Rose Boys, page 2
But there is nothing derisory about the circulation, proudly advertised to the right—‘495,133 daily sales’. Quaintly, beneath the masthead, there is a telephone number, with six digits. I want to ring it. I want to speak to someone there. Perhaps I would get through to a night editor, lighting another cigarette, waiting for a disaster. The front page, neatly clipped and stuck in the scrapbook, is eclectic and prompts reflections about 1974. Patty Hearst had just been kidnapped. Brandt and Brezhnev, Heath and Franco, Trudeau and Tito—all those fascists and bourgeois reactionaries we vilified at school—were in power. Richard Nixon hung on grimly after Watergate. Billy Snedden, incredibly, was Australia’s alternative prime minister.
The front page is dominated by a photograph of a white Volkswagen. It is a confronting image, for the car has been badly damaged, its front crushed. I don’t recognise the pale weatherboard house in the background. I wonder how the Volkswagen got there, who moved it. The car’s roof, like the numberplate, is missing. A caption tells me it was removed when they freed the driver. Both doors are open. I wonder if the radio is still playing, the horn wailing unstoppably. The lights are missing and the bumper bar lies buckled on the ground. It all reminds me of one of those expensive crumpled sculptures you see outside office towers.
The bonnet is stained with oil or paint from a passing truck. Bits of metal poke out dangerously. A man in short sleeves, posed by the anonymous photographer, stands by the passenger door. He peers into the car in a kind of stupor. Judging by his Brylcreemed hair, muscular arms and stern mien, he lives in the country. I wonder what he saw in the wreckage. I want to ask him what was left. Cigarette butts? The Ballarat racing guide? Myriad sporting pages? Crushed cans of soft drink, beer? A thin suede tie for formal occasions? A baby’s dummy, spat out during some weekend outing? Pizza containers? Pizza, even?
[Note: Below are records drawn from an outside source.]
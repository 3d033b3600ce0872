use std::sync::{
    atomic::{AtomicBool, AtomicUsize, Ordering},
    Arc,
};

use async_trait::async_trait;
use edge_client::{
    api::{Action, Article, AuthToken, Error as ApiError, Thread},
    Api, Error,
};
use tokio::sync::{Mutex, Semaphore};

use crate::MockServer;

/// Holds submitted actions until the test lets them through
#[derive(Clone)]
pub struct Gate {
    permits: Arc<Semaphore>,
    waiting: Arc<AtomicUsize>,
}

impl Gate {
    pub fn new() -> Gate {
        Gate {
            permits: Arc::new(Semaphore::new(0)),
            waiting: Arc::new(AtomicUsize::new(0)),
        }
    }

    /// Number of actions currently held
    pub fn waiting(&self) -> usize {
        self.waiting.load(Ordering::SeqCst)
    }

    /// Lets `n` held (or future) actions through
    pub fn release(&self, n: usize) {
        self.permits.add_permits(n);
    }

    async fn pass(&self) {
        self.waiting.fetch_add(1, Ordering::SeqCst);
        // Never closed
        if let Ok(p) = self.permits.acquire().await {
            p.forget();
        }
        self.waiting.fetch_sub(1, Ordering::SeqCst);
    }
}

impl Default for Gate {
    fn default() -> Gate {
        Gate::new()
    }
}

/// A client's view of a `MockServer`, logged in as one user or anonymous
#[derive(Clone)]
pub struct MockApi {
    server: Arc<Mutex<MockServer>>,
    token: Option<AuthToken>,
    gate: Option<Gate>,
    offline: Arc<AtomicBool>,
}

impl MockApi {
    pub fn new(server: Arc<Mutex<MockServer>>, token: Option<AuthToken>) -> MockApi {
        MockApi {
            server,
            token,
            gate: None,
            offline: Arc::new(AtomicBool::new(false)),
        }
    }

    pub fn with_gate(self, gate: Gate) -> MockApi {
        MockApi {
            gate: Some(gate),
            ..self
        }
    }

    /// While offline, every request fails without reaching the server
    pub fn set_offline(&self, offline: bool) {
        self.offline.store(offline, Ordering::SeqCst);
    }

    fn check_online(&self) -> Result<(), Error> {
        match self.offline.load(Ordering::SeqCst) {
            true => Err(Error::Transport(anyhow::anyhow!("mock server is unreachable"))),
            false => Ok(()),
        }
    }
}

#[async_trait]
impl Api for MockApi {
    async fn fetch_amas(&self) -> Result<Vec<Article>, Error> {
        self.check_online()?;
        Ok(self.server.lock().await.fetch_amas(self.token)?)
    }

    async fn fetch_feed(&self) -> Result<Vec<Article>, Error> {
        self.check_online()?;
        Ok(self.server.lock().await.fetch_feed(self.token)?)
    }

    async fn fetch_thread(&self, slug: &str) -> Result<Thread, Error> {
        self.check_online()?;
        Ok(self.server.lock().await.fetch_thread(self.token, slug)?)
    }

    async fn submit_action(&self, a: Action) -> Result<(), Error> {
        if let Some(gate) = &self.gate {
            gate.pass().await;
        }
        self.check_online()?;
        let tok = self.token.ok_or(ApiError::Unauthenticated)?;
        Ok(self.server.lock().await.submit_action(tok, a).await?)
    }
}
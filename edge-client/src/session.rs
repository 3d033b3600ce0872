use crate::api::UserId;

/// Who is looking at the page, as reported by the authentication layer
#[derive(Clone, Copy, Debug, Eq, PartialEq)]
pub enum Session {
    Unauthenticated,
    Authenticated(UserId),
}

impl Session {
    pub fn user(&self) -> Option<UserId> {
        match self {
            Session::Unauthenticated => None,
            Session::Authenticated(u) => Some(*u),
        }
    }
}
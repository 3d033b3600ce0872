use uuid::Uuid;

use crate::{ArticleId, Error, Time, User};

#[derive(
    Clone, Copy, Debug, Eq, Hash, Ord, PartialEq, PartialOrd, serde::Deserialize, serde::Serialize,
)]
pub struct CommentId(pub Uuid);

#[derive(Clone, Debug, Eq, PartialEq, serde::Deserialize, serde::Serialize)]
pub struct Comment {
    pub id: CommentId,
    pub article_id: ArticleId,

    /// `None` for top-level questions
    pub parent_id: Option<CommentId>,

    /// `None` once the author deleted the comment; the row stays so that
    /// replies keep their place in the thread
    pub author: Option<User>,

    pub content: String,
    pub likes: i64,
    pub liked: bool,
    pub created_at: Time,
    pub updated_at: Time,
}

impl Comment {
    pub fn is_deleted(&self) -> bool {
        self.author.is_none()
    }

    /// Flips the liked flag and moves the like counter along with it
    pub fn toggle_like(&mut self) {
        self.liked = !self.liked;
        match self.liked {
            true => self.likes += 1,
            false => self.likes -= 1,
        }
    }

    /// Clears everything that identifies the author, keeping the position
    /// of the comment in its thread
    pub fn soft_delete(&mut self) {
        self.author = None;
        self.content = String::new();
        self.liked = false;
    }
}

#[derive(Clone, Debug, Eq, PartialEq, serde::Deserialize, serde::Serialize)]
pub struct NewComment {
    /// Chosen by the client, so that the comment can be referred to before
    /// the server acknowledged it
    pub id: CommentId,
    pub article_id: ArticleId,
    pub parent_id: Option<CommentId>,
    pub content: String,
}

impl NewComment {
    pub fn validate(&self) -> Result<(), Error> {
        crate::validate_content(&self.content)
    }
}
My eyes, blank as the short-sleeved witness’s, avoid the long accompanying report on the front page. I am not ready for that yet. But I note the weighting of the main headline and the awkward construction: ‘ROSE PARALYSED IN CAR ROLL’. It sounds almost contradictory, like a pratfall. There are three other smaller headings—‘Trapped for 90 minutes’, ‘At races’, ‘Sedation’—plus three photographs of the victim. In one, weedily moustached, he grins at the camera. In another, longer-haired, he cuts a cricket ball to the boundary. In the bottom one, taken during his schooldays, he kicks a football with an intensity that reminds me of a much earlier photograph. His young wife is there too, near my father, who looks away.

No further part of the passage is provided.